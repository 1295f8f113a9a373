//! Compression and encryption method identifiers.
//!
//! The numeric codes match the ZIP application note and libzip:
//!
//! | Compression | Code | Encryption | Code |
//! |-------------|------|------------|------|
//! | `Default` | -1 | `None` | 0 |
//! | `Store` | 0 | `TradPkware` | 1 |
//! | `Deflate` | 8 | `Aes128` | 0x0101 |
//! | `Bzip2` | 12 | `Aes192` | 0x0102 |
//! | | | `Aes256` | 0x0103 |
//! | | | `Unknown` | 0xFFFF |

use std::fmt;

use crate::{Error, Result};

/// Compression method of an entry.
///
/// `Other` only appears when reading entries written by other tools with a
/// method this crate does not write (LZMA, Zstandard, ...).
#[derive(Debug, Clone, Copy, PartialEq, Eq, Hash, Default)]
#[non_exhaustive]
pub enum CompressionMethod {
    /// Let the engine pick (Deflate when available, otherwise Store).
    #[default]
    Default,
    /// No compression.
    Store,
    /// Deflate.
    Deflate,
    /// BZip2.
    Bzip2,
    /// Any other method code found in an archive.
    Other(u16),
}

impl CompressionMethod {
    /// Code for [`CompressionMethod::Default`].
    pub const DEFAULT_CODE: i32 = -1;
    /// Code for [`CompressionMethod::Store`].
    pub const STORE_CODE: i32 = 0;
    /// Code for [`CompressionMethod::Deflate`].
    pub const DEFLATE_CODE: i32 = 8;
    /// Code for [`CompressionMethod::Bzip2`].
    pub const BZIP2_CODE: i32 = 12;

    /// Parses a method code accepted by
    /// [`Archive::set_compression_method`](crate::Archive::set_compression_method).
    ///
    /// Unknown codes are rejected with [`Error::InvalidArgument`].
    pub fn from_code(code: i32) -> Result<Self> {
        match code {
            Self::DEFAULT_CODE => Ok(Self::Default),
            Self::STORE_CODE => Ok(Self::Store),
            Self::DEFLATE_CODE => Ok(Self::Deflate),
            Self::BZIP2_CODE => Ok(Self::Bzip2),
            other => Err(Error::invalid_argument(format!(
                "unknown compression method {}",
                other
            ))),
        }
    }

    /// Maps a method code read from an archive header.
    pub fn from_zip_code(code: u16) -> Self {
        match code {
            0 => Self::Store,
            8 => Self::Deflate,
            12 => Self::Bzip2,
            other => Self::Other(other),
        }
    }

    /// Returns the numeric code.
    pub fn code(&self) -> i32 {
        match self {
            Self::Default => Self::DEFAULT_CODE,
            Self::Store => Self::STORE_CODE,
            Self::Deflate => Self::DEFLATE_CODE,
            Self::Bzip2 => Self::BZIP2_CODE,
            Self::Other(code) => *code as i32,
        }
    }

    /// Returns true if this method can be requested for new entries.
    pub fn is_settable(&self) -> bool {
        !matches!(self, Self::Other(_))
    }

    /// Human-readable method name.
    pub fn name(&self) -> &'static str {
        match self {
            Self::Default => "default",
            Self::Store => "store",
            Self::Deflate => "deflate",
            Self::Bzip2 => "bzip2",
            Self::Other(_) => "other",
        }
    }
}

impl fmt::Display for CompressionMethod {
    fn fmt(&self, f: &mut fmt::Formatter<'_>) -> fmt::Result {
        match self {
            Self::Other(code) => write!(f, "method {}", code),
            m => f.write_str(m.name()),
        }
    }
}

/// Encryption method of an entry.
#[derive(Debug, Clone, Copy, PartialEq, Eq, Hash, Default)]
#[non_exhaustive]
pub enum EncryptionMethod {
    /// Not encrypted.
    #[default]
    None,
    /// Traditional PKWARE ("ZipCrypto"). Decode-only.
    TradPkware,
    /// WinZip AES with a 128-bit key.
    Aes128,
    /// WinZip AES with a 192-bit key.
    Aes192,
    /// WinZip AES with a 256-bit key.
    Aes256,
    /// Encrypted with a method this crate cannot identify. Read-back only.
    Unknown,
}

impl EncryptionMethod {
    /// Code for [`EncryptionMethod::None`].
    pub const NONE_CODE: u16 = 0;
    /// Code for [`EncryptionMethod::TradPkware`].
    pub const TRAD_PKWARE_CODE: u16 = 1;
    /// Code for [`EncryptionMethod::Aes128`].
    pub const AES_128_CODE: u16 = 0x0101;
    /// Code for [`EncryptionMethod::Aes192`].
    pub const AES_192_CODE: u16 = 0x0102;
    /// Code for [`EncryptionMethod::Aes256`].
    pub const AES_256_CODE: u16 = 0x0103;
    /// Code for [`EncryptionMethod::Unknown`].
    pub const UNKNOWN_CODE: u16 = 0xFFFF;

    /// Parses an encryption method code.
    ///
    /// `UNKNOWN` parses (it is a valid read-back value); whether it may be set
    /// is decided by [`validate::encryption`](crate::validate::encryption).
    pub fn from_code(code: u16) -> Result<Self> {
        match code {
            Self::NONE_CODE => Ok(Self::None),
            Self::TRAD_PKWARE_CODE => Ok(Self::TradPkware),
            Self::AES_128_CODE => Ok(Self::Aes128),
            Self::AES_192_CODE => Ok(Self::Aes192),
            Self::AES_256_CODE => Ok(Self::Aes256),
            Self::UNKNOWN_CODE => Ok(Self::Unknown),
            other => Err(Error::invalid_argument(format!(
                "unknown encryption method {:#06x}",
                other
            ))),
        }
    }

    /// Maps a WinZip AES strength byte (1, 2, 3) to a method.
    pub fn from_aes_strength(strength: u8) -> Self {
        match strength {
            1 => Self::Aes128,
            2 => Self::Aes192,
            3 => Self::Aes256,
            _ => Self::Unknown,
        }
    }

    /// Returns the numeric code.
    pub fn code(&self) -> u16 {
        match self {
            Self::None => Self::NONE_CODE,
            Self::TradPkware => Self::TRAD_PKWARE_CODE,
            Self::Aes128 => Self::AES_128_CODE,
            Self::Aes192 => Self::AES_192_CODE,
            Self::Aes256 => Self::AES_256_CODE,
            Self::Unknown => Self::UNKNOWN_CODE,
        }
    }

    /// Returns true for the WinZip AES variants.
    pub fn is_aes(&self) -> bool {
        matches!(self, Self::Aes128 | Self::Aes192 | Self::Aes256)
    }

    /// Human-readable method name.
    pub fn name(&self) -> &'static str {
        match self {
            Self::None => "none",
            Self::TradPkware => "zipcrypto",
            Self::Aes128 => "aes128",
            Self::Aes192 => "aes192",
            Self::Aes256 => "aes256",
            Self::Unknown => "unknown",
        }
    }
}

impl fmt::Display for EncryptionMethod {
    fn fmt(&self, f: &mut fmt::Formatter<'_>) -> fmt::Result {
        f.write_str(self.name())
    }
}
- - - -
### Problem
Going through the listing above, tally the lines that contain the word "impl" and report the total alone.

### Result of the exercise
4